First, for the record, here is the new serial level shifter, ready for soldering:
And here is my old spaghetti-wired version of the same circuit:
And here is a scope plot showing a slow rise time on the level-shifted output (light blue trace), perhaps due to parasitic capacitance, or maybe the BJT we used just had inadequate specs:
We have to make the following connections. To get straight the serial terminology, the GPS is acting in the role of DCE (data communications equipment or modem), so is using DB9 pin 2 (straight-through cable) to transmit, while the FPGA board is acting as DTE (data terminal equipment or PC), so is using DB9 pin 2 to receive. Meanwhile, pin 3 of the DB9 connectors at both ends of the cable are used to send data in the opposite direction - from DTE (FPGA board) to DCE (GPS module).
- VCC (JP2 hole 1) = shifted high level -- bare yellow wire (to alligator-clip to 3.3V supply)
- GND (JP2 hole 2) = RS-232 ground (hi-V DB9 pin 5) -- green wire -- lo-V DB9 pin 5 (top row, right).
- TX-O (JP2 hole 3) = lo-V, inverted version of hi-V DB9 pin 2 (DCE->DTE) --> red wire --> lo-V DB9 pin 2 (top row, 2nd from left)
- RX-I (JP2 hole 4) = lo-V input, inverted & raised to hi-V DB9 pin 3 (DTE->DCE) <-- white wire <-- lo-V DB9 pin 3
Now we'll power off the 3.3V supply (which turns off both the OCXO and the existing level shifter, thereby pausing all data collection) and close the server, halting the data run. The data file (about two days' worth, Tuesday to today) is about 74MB in size.
Disconnected serial cables from old level shifter, connected them to new level shifter. Copied node 0 UART transcript file, restarted server (to start new transcript file) and Wi-Fi board (to re-establish server connections). Here's the new shifter rig, with cables and lo-V output probe:
The 7-segment display says "oh" acknowledging that the FW received some startup messages from the Wi-Fi board, although it didn't understand them. I should change the FW to display an error code in that case. OK, did that. Restarting FW from within Nios II IDE. OK, it is ready to go...
Turning on 3.3V supply... This will start the run (hopefully!)
OK, whoops, discovered that the level shifter is expecting the hi-V input to come in on pin 3, not pin 2, so had to switch the GPS to DTE mode, to use the opposite pin. Here are the corrections:
- VCC (JP2 hole 1) = shifted high level -- bare yellow wire (to alligator-clip to 3.3V supply)
- GND (JP2 hole 2) = RS-232 ground (hi-V DB9 pin 5) -- green wire -- lo-V DB9 pin 5 (top row, right).
- TX-O (JP2 hole 3) = lo-V, inverted version of hi-V DB9 pin 3 --> red wire --> lo-V DB9 pin 2 (top row, 2nd from left)

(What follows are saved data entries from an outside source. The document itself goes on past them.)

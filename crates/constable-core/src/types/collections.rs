//! Hash collections with the Fx hasher. Keys here are small enums and ids.

pub use rustc_hash::FxHashMap;
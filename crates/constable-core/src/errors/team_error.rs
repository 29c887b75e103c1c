//! Errors that escape `Team::inspect_file`.
//! Parse and cop failures are recorded, not raised; only these propagate.

use std::path::PathBuf;

use super::error_code::{self, ConstableErrorCode};

#[derive(Debug, thiserror::Error)]
pub enum TeamError {
    #[error("Failed to write corrected source to {path}: {source}")]
    Rewrite {
        path: PathBuf,
        #[source]
        source: std::io::Error,
    },
}

impl ConstableErrorCode for TeamError {
    fn error_code(&self) -> &'static str {
        match self {
            Self::Rewrite { .. } => error_code::REWRITE_IO_ERROR,
        }
    }
}
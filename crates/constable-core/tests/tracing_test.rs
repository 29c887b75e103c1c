use constable_core::tracing::init_tracing;

#[test]
fn repeated_initialisation_is_a_no_op() {
    let _ = init_tracing(true);
    assert!(!init_tracing(false));
    assert!(!init_tracing(true));
}
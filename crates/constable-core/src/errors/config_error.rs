//! Configuration loading errors.

use std::path::PathBuf;

use super::error_code::{self, ConstableErrorCode};

#[derive(Debug, thiserror::Error)]
pub enum ConfigError {
    #[error("Failed to read config {path}: {source}")]
    Io {
        path: PathBuf,
        #[source]
        source: std::io::Error,
    },

    #[error("TOML parse error: {0}")]
    Toml(#[from] toml::de::Error),

    #[error("Invalid option {cop}.{key}: expected {expected}")]
    InvalidOption {
        cop: String,
        key: String,
        expected: &'static str,
    },

    #[error("Invalid pattern for {cop}: {message}")]
    InvalidPattern { cop: String, message: String },
}

impl ConstableErrorCode for ConfigError {
    fn error_code(&self) -> &'static str {
        match self {
            Self::Io { .. } => error_code::CONFIG_IO_ERROR,
            Self::Toml(_) => error_code::CONFIG_PARSE_ERROR,
            Self::InvalidOption { .. } => error_code::CONFIG_INVALID_OPTION,
            Self::InvalidPattern { .. } => error_code::CONFIG_INVALID_PATTERN,
        }
    }
}
//! Configuration: per-cop tables plus per-run options.

pub mod cop_config;
pub mod run_options;

use std::collections::BTreeMap;
use std::path::Path;

use serde::{Deserialize, Serialize};

use crate::errors::ConfigError;

pub use cop_config::{CopConfig, CopOptions};
pub use run_options::RunOptions;

/// Top-level configuration: one table per cop id.
///
/// ```toml
/// [SymbolName]
/// Enabled = true
/// AllowCamelCase = false
/// ```
#[derive(Debug, Clone, Serialize, Deserialize, Default, PartialEq)]
#[serde(transparent)]
pub struct ConstableConfig {
    cops: BTreeMap<String, CopConfig>,
}

impl ConstableConfig {
    /// Load config from a TOML string, falling back to defaults for missing cops.
    pub fn from_toml(toml_str: &str) -> Result<Self, ConfigError> {
        Ok(toml::from_str(toml_str)?)
    }

    pub fn from_path(path: &Path) -> Result<Self, ConfigError> {
        let text = std::fs::read_to_string(path).map_err(|source| ConfigError::Io {
            path: path.to_path_buf(),
            source,
        })?;
        Self::from_toml(&text)
    }

    /// Cops without a table, or without an `Enabled` key, are enabled.
    pub fn is_enabled(&self, cop_id: &str) -> bool {
        self.cop(cop_id).and_then(|c| c.enabled).unwrap_or(true)
    }

    /// Options for `cop_id`; empty when the cop has no table.
    pub fn cop_options<'a>(&'a self, cop_id: &'a str) -> CopOptions<'a> {
        CopOptions::new(cop_id, self.cop(cop_id).map(|c| &c.options))
    }

    /// Builder used by tests and drivers that assemble config in code.
    pub fn with_cop(mut self, cop_id: impl Into<String>, config: CopConfig) -> Self {
        self.cops.insert(cop_id.into(), config);
        self
    }

    pub fn cop(&self, cop_id: &str) -> Option<&CopConfig> {
        self.cops.get(cop_id)
    }
}
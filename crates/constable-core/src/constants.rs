//! Engine-wide constants.

/// Cop id attached to offences derived from parser diagnostics.
pub const SYNTAX_COP_ID: &str = "Syntax";

/// Environment variable holding the tracing filter directive.
pub const LOG_ENV_VAR: &str = "CONSTABLE_LOG";

/// Filter used when `LOG_ENV_VAR` is unset and debug mode is off.
pub const DEFAULT_LOG_FILTER: &str = "warn";

/// Filter used when `LOG_ENV_VAR` is unset and debug mode is on.
pub const DEBUG_LOG_FILTER: &str = "debug";

/// Logged after a recorded failure when debug mode is off.
pub const DEBUG_HINT: &str = "To see the complete backtrace run with debug enabled.";
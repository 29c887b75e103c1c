//! Per-run orchestrator.
//!
//! A `Team` owns the enabled cop pool, the parser, and the run-wide error
//! log. Each file goes through parse → diagnostics triage → commissioned
//! investigation → failure reporting → optional autocorrection → sort.

use std::fs;
use std::path::{Path, PathBuf};

use constable_core::constants::DEBUG_HINT;
use constable_core::errors::TeamError;
use constable_core::{ConstableConfig, Offence, RunOptions};

use super::commissioner::{Commissioner, CopFailure};
use super::cop::Cop;
use super::corrector::Corrector;
use super::registry::CopRegistry;
use crate::parsers::ruby::RubyParser;
use crate::parsers::traits::SourceParser;
use crate::parsers::types::ProcessedSource;

/// Outcome of inspecting one file.
#[derive(Debug, Clone, PartialEq, Eq)]
pub enum Inspection {
    /// Sorted offences.
    Completed(Vec<Offence>),
    /// The file could not be parsed; carries the parser's error text.
    ParseFailed(String),
}

impl Inspection {
    /// Offences found, empty for a parse failure.
    pub fn offences(&self) -> &[Offence] {
        match self {
            Self::Completed(offences) => offences,
            Self::ParseFailed(_) => &[],
        }
    }

    pub fn is_parse_failure(&self) -> bool {
        matches!(self, Self::ParseFailed(_))
    }
}

/// Result of inspecting an in-memory buffer.
#[derive(Debug, Clone, PartialEq, Eq)]
pub struct InspectedSource {
    pub inspection: Inspection,
    /// Autocorrected text, present only when it differs from the input.
    pub corrected: Option<String>,
}

pub struct Team {
    registry: CopRegistry,
    config: ConstableConfig,
    options: RunOptions,
    parser: Box<dyn SourceParser>,
    /// Built on first use, then reused for every file.
    cops: Option<Vec<Box<dyn Cop>>>,
    errors: Vec<String>,
}

impl Team {
    pub fn new(registry: CopRegistry, config: ConstableConfig, options: RunOptions) -> Self {
        Self {
            registry,
            config,
            options,
            parser: Box::new(RubyParser),
            cops: None,
            errors: Vec::new(),
        }
    }

    /// Replace the parser.
    pub fn with_parser(mut self, parser: impl SourceParser + 'static) -> Self {
        self.parser = Box::new(parser);
        self
    }

    pub fn autocorrect(&self) -> bool {
        self.options.autocorrect
    }

    pub fn debug(&self) -> bool {
        self.options.debug
    }

    pub fn config(&self) -> &ConstableConfig {
        &self.config
    }

    /// Every error recorded so far, in order.
    pub fn errors(&self) -> &[String] {
        &self.errors
    }

    /// The enabled cop pool, in registration order.
    pub fn cops(&mut self) -> &[Box<dyn Cop>] {
        self.ensure_cops();
        self.cops.as_deref().unwrap_or(&[])
    }

    /// Inspect `path`, rewriting it in place when autocorrect changed it.
    ///
    /// Parse and cop failures are recorded in [`Team::errors`]; only a failed
    /// rewrite is returned as an error.
    pub fn inspect_file(&mut self, path: &Path) -> Result<Inspection, TeamError> {
        let processed = match self.parser.parse_file(path) {
            Ok(processed) => processed,
            Err(error) => {
                let file = path.display();
                self.report(
                    format!("An error occurred while parsing {file}."),
                    &error,
                    None,
                );
                return Ok(Inspection::ParseFailed(error.to_string()));
            }
        };

        let (offences, corrected) = self.investigate(&processed);
        if let Some(text) = corrected {
            fs::write(path, text).map_err(|source| TeamError::Rewrite {
                path: path.to_path_buf(),
                source,
            })?;
            tracing::debug!(file = %path.display(), "wrote corrected source");
        }
        Ok(Inspection::Completed(offences))
    }

    /// Run the same pipeline on an in-memory buffer without touching disk.
    pub fn inspect_source(&mut self, name: &str, source: impl Into<String>) -> InspectedSource {
        match self.parser.parse_source(name, source.into()) {
            Ok(processed) => {
                let (offences, corrected) = self.investigate(&processed);
                InspectedSource {
                    inspection: Inspection::Completed(offences),
                    corrected,
                }
            }
            Err(error) => {
                self.report(
                    format!("An error occurred while parsing {name}."),
                    &error,
                    None,
                );
                InspectedSource {
                    inspection: Inspection::ParseFailed(error.to_string()),
                    corrected: None,
                }
            }
        }
    }

    /// Inspect each path in turn. Stops at the first rewrite failure.
    pub fn inspect_files<I, P>(&mut self, paths: I) -> Result<Vec<(PathBuf, Inspection)>, TeamError>
    where
        I: IntoIterator<Item = P>,
        P: AsRef<Path>,
    {
        paths
            .into_iter()
            .map(|p| {
                let path = p.as_ref();
                self.inspect_file(path).map(|i| (path.to_path_buf(), i))
            })
            .collect()
    }

    /// Returns sorted offences and, when autocorrecting, the rewritten text
    /// if it changed.
    fn investigate(&mut self, processed: &ProcessedSource) -> (Vec<Offence>, Option<String>) {
        let mut offences: Vec<Offence> = processed
            .diagnostics
            .iter()
            .cloned()
            .map(Offence::from_diagnostic)
            .collect();

        if offences.iter().any(|o| o.severity().is_syntax_blocking()) {
            tracing::debug!(
                file = processed.name(),
                diagnostics = offences.len(),
                "syntax errors found, skipping cops"
            );
            offences.sort();
            return (offences, None);
        }

        self.ensure_cops();
        let (cop_offences, failures, corrections) = {
            let cops = self.cops.as_deref().unwrap_or(&[]);
            let mut commissioner = Commissioner::new(cops).with_backtraces(self.options.debug);
            let found = commissioner.investigate(processed);
            let (failures, corrections) = commissioner.finish();
            (found, failures, corrections)
        };
        offences.extend(cop_offences);

        for failure in &failures {
            self.report_failure(processed.name(), failure);
        }

        let corrected = if self.options.autocorrect {
            let rewritten = Corrector::rewrite(processed.source(), corrections);
            (rewritten != processed.source()).then_some(rewritten)
        } else {
            None
        };

        offences.sort();
        (offences, corrected)
    }

    fn ensure_cops(&mut self) {
        if self.cops.is_some() {
            return;
        }
        let (cops, failures) = self.registry.build_enabled(&self.config, &self.options);
        for (id, error) in failures {
            self.report(format!("Invalid configuration for {id} cop: {error}"), &error, None);
        }
        tracing::debug!(
            count = cops.len(),
            parser = self.parser.language(),
            "cop pool built"
        );
        self.cops = Some(cops);
    }

    fn report_failure(&mut self, file: &str, failure: &CopFailure) {
        let cop = failure.cop_id;
        self.report(
            format!("An error occurred while {cop} cop was inspecting {file}."),
            &failure.error,
            failure.backtrace.as_deref(),
        );
    }

    fn report(&mut self, message: String, detail: &dyn std::error::Error, backtrace: Option<&str>) {
        tracing::warn!("{message}");
        if self.options.debug {
            match backtrace {
                Some(backtrace) => tracing::error!(error = %detail, %backtrace, "failure detail"),
                None => tracing::error!(error = %detail, "failure detail"),
            }
        } else {
            tracing::warn!("{DEBUG_HINT}");
        }
        self.errors.push(message);
    }
}

impl std::fmt::Debug for Team {
    fn fmt(&self, f: &mut std::fmt::Formatter<'_>) -> std::fmt::Result {
        f.debug_struct("Team")
            .field("registry", &self.registry)
            .field("options", &self.options)
            .field("parser", &self.parser.language())
            .field("errors", &self.errors)
            .finish_non_exhaustive()
    }
}
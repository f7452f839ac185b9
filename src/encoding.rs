//! Character encoding detection and transcoding.
//!
//! Response bodies are decoded to UTF-8 before parsing. An HTTP
//! `Content-Type` charset wins when present; otherwise the head of the
//! document is scanned for `<meta>` charset declarations; UTF-8 is the
//! fallback. Decoding is lossy: invalid sequences become U+FFFD, never an
//! error.

#![allow(clippy::expect_used)]

use std::sync::LazyLock;

use encoding_rs::{Encoding, UTF_8};
use regex::Regex;

/// Match `<meta charset="...">`.
static META_CHARSET: LazyLock<Regex> = LazyLock::new(|| {
    Regex::new(r#"(?i)<meta[^>]+charset\s*=\s*["']?([^"'\s>]+)"#).expect("META_CHARSET regex")
});

/// Match `<meta http-equiv="Content-Type" content="...; charset=...">`.
static HTTP_EQUIV_CHARSET: LazyLock<Regex> = LazyLock::new(|| {
    Regex::new(
        r#"(?i)<meta[^>]+http-equiv\s*=\s*["']?content-type["']?[^>]+charset\s*=\s*([^"'\s>]+)"#,
    )
    .expect("HTTP_EQUIV_CHARSET regex")
});

/// Bytes examined when scanning for a meta charset declaration.
const META_SCAN_LIMIT: usize = 1024;

/// Pick the encoding for a response body.
///
/// Priority order:
/// 1. `header_charset`, the charset parameter of the HTTP `Content-Type`
///    header, when the caller has one.
/// 2. A `<meta charset>` or `http-equiv` declaration within the first
///    kilobyte of the document.
/// 3. UTF-8, the web default.
///
/// Unknown charset labels fall through to the next source.
#[must_use]
pub fn detect_encoding(bytes: &[u8], header_charset: Option<&str>) -> &'static Encoding {
    if let Some(label) = header_charset {
        if let Some(encoding) = Encoding::for_label(label.trim().as_bytes()) {
            return encoding;
        }
    }

    let head = String::from_utf8_lossy(&bytes[..bytes.len().min(META_SCAN_LIMIT)]);
    for pattern in [&META_CHARSET, &HTTP_EQUIV_CHARSET] {
        if let Some(label) = pattern.captures(&head).and_then(|caps| caps.get(1)) {
            if let Some(encoding) = Encoding::for_label(label.as_str().as_bytes()) {
                return encoding;
            }
        }
    }

    UTF_8
}

/// Decode a response body to a UTF-8 string.
///
/// Invalid sequences are replaced with the Unicode replacement character
/// rather than reported as errors.
#[must_use]
pub fn decode_html(bytes: &[u8], header_charset: Option<&str>) -> String {
    let encoding = detect_encoding(bytes, header_charset);

    if encoding == UTF_8 {
        return String::from_utf8_lossy(bytes).into_owned();
    }

    let (decoded, _, _) = encoding.decode(bytes);
    decoded.into_owned()
}

#[cfg(test)]
mod tests {
    use super::*;

    #[test]
    fn header_charset_wins_over_meta_declaration() {
        let html = br#"<html><head><meta charset="utf-8"></head><body>Test</body></html>"#;
        let encoding = detect_encoding(html, Some("ISO-8859-1"));
        // encoding_rs maps ISO-8859-1 to windows-1252 per the WHATWG spec.
        assert_eq!(encoding.name(), "windows-1252");
    }

    #[test]
    fn unknown_header_charset_falls_back_to_meta() {
        let html = br#"<html><head><meta charset="windows-1252"></head><body></body></html>"#;
        let encoding = detect_encoding(html, Some("bogus-charset"));
        assert_eq!(encoding.name(), "windows-1252");
    }

    #[test]
    fn detects_meta_charset_declaration() {
        let html = br#"<html><head><meta charset="ISO-8859-1"></head><body>Test</body></html>"#;
        assert_eq!(detect_encoding(html, None).name(), "windows-1252");
    }

    #[test]
    fn detects_http_equiv_declaration() {
        let html = br#"<html><head><meta http-equiv="Content-Type" content="text/html; charset=ISO-8859-1"></head><body></body></html>"#;
        assert_eq!(detect_encoding(html, None).name(), "windows-1252");
    }

    #[test]
    fn defaults_to_utf8_without_any_declaration() {
        let html = b"<html><body>Test</body></html>";
        assert_eq!(detect_encoding(html, None), UTF_8);
    }

    #[test]
    fn decodes_latin1_body() {
        let html = b"<html><head><meta charset=\"ISO-8859-1\"></head><body>Caf\xE9</body></html>";
        let text = decode_html(html, None);
        assert!(text.contains("Caf\u{e9}"));
    }

    #[test]
    fn utf8_passthrough_is_lossless() {
        let html = "<html><body>Hello, World!</body></html>";
        assert_eq!(decode_html(html.as_bytes(), None), html);
    }

    #[test]
    fn invalid_bytes_become_replacement_characters() {
        let html = b"<html><body>Test \xFF\xFE Invalid</body></html>";
        let text = decode_html(html, None);
        assert!(text.contains("Test"));
        assert!(text.contains("Invalid"));
        assert!(text.contains('\u{FFFD}'));
    }

    #[test]
    fn meta_scan_ignores_declarations_past_the_limit() {
        let mut html = Vec::from(&b"<html><head>"[..]);
        html.extend(std::iter::repeat(b' ').take(META_SCAN_LIMIT));
        html.extend_from_slice(b"<meta charset=\"ISO-8859-1\"></head><body></body></html>");
        assert_eq!(detect_encoding(&html, None), UTF_8);
    }
}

- RX-I (JP2 hole 4) = lo-V, inverted & raised to hi-V DB9 pin 2 <-- white wire <-- lo-V DB9 pin 3
and, worse, I am not receiving any serial data! I think maybe the output voltage is too low. It is only 2.97V, whereas it should go almost all the way to the 3.3V rail. Aha, just realized that I forgot to ground the level shifter to the power supply. OK, with that connection added (via a convenient alligator clip) now the high output level is 3.28V, as expected. However, the firmware is still not seeing any data! Perhaps the gelware UART peripheral got hosed while I was fiddling around. Let me re-compile the design the Quartus (to pull in the latest FW changes) and re-program it onto the board. Aha, that fixed it. We are getting serial data again from the GPS. Here's the UART bridge TikiTerm window on the server:
Still, since the rise time doesn't look noticeably better, I don't know if all this is going to help with the serial data glitches at all. However, one thing I noticed while testing is that if the long serial cable from the level shifter to the FPGA board wasn't present, the rise time on the low-V level shifter output was much shorter. So this suggests that perhaps the serial glitches would be eliminated if I simply used a shorter serial cable. I should run by Fouraker's and/or Radio Shack and see if I can find a shorter cable. Or, I could even plug the level shifter directly into the FPGA board, except that the hand-wired header connectors on both ends are female, so I would need a M-M gender bender. Wait, maybe we have one? No, but maybe I could rig one up using some bare DB9 connectors... Here we go:
The one connector's pair of solder flange rows is just wedged between the other connector's pair of solder flange rows, and the whole thing is bound up with electrical tape. Not the greatest connection prolly, but at least I didn't have to do more soldering!
Argh, no, that won't do it... The pin numbering is inconsistent now between the two sides. Let me just go buy a real gender bender (hopefully that will cross over the wires to keep the pin numbering consistent)! Off to the store...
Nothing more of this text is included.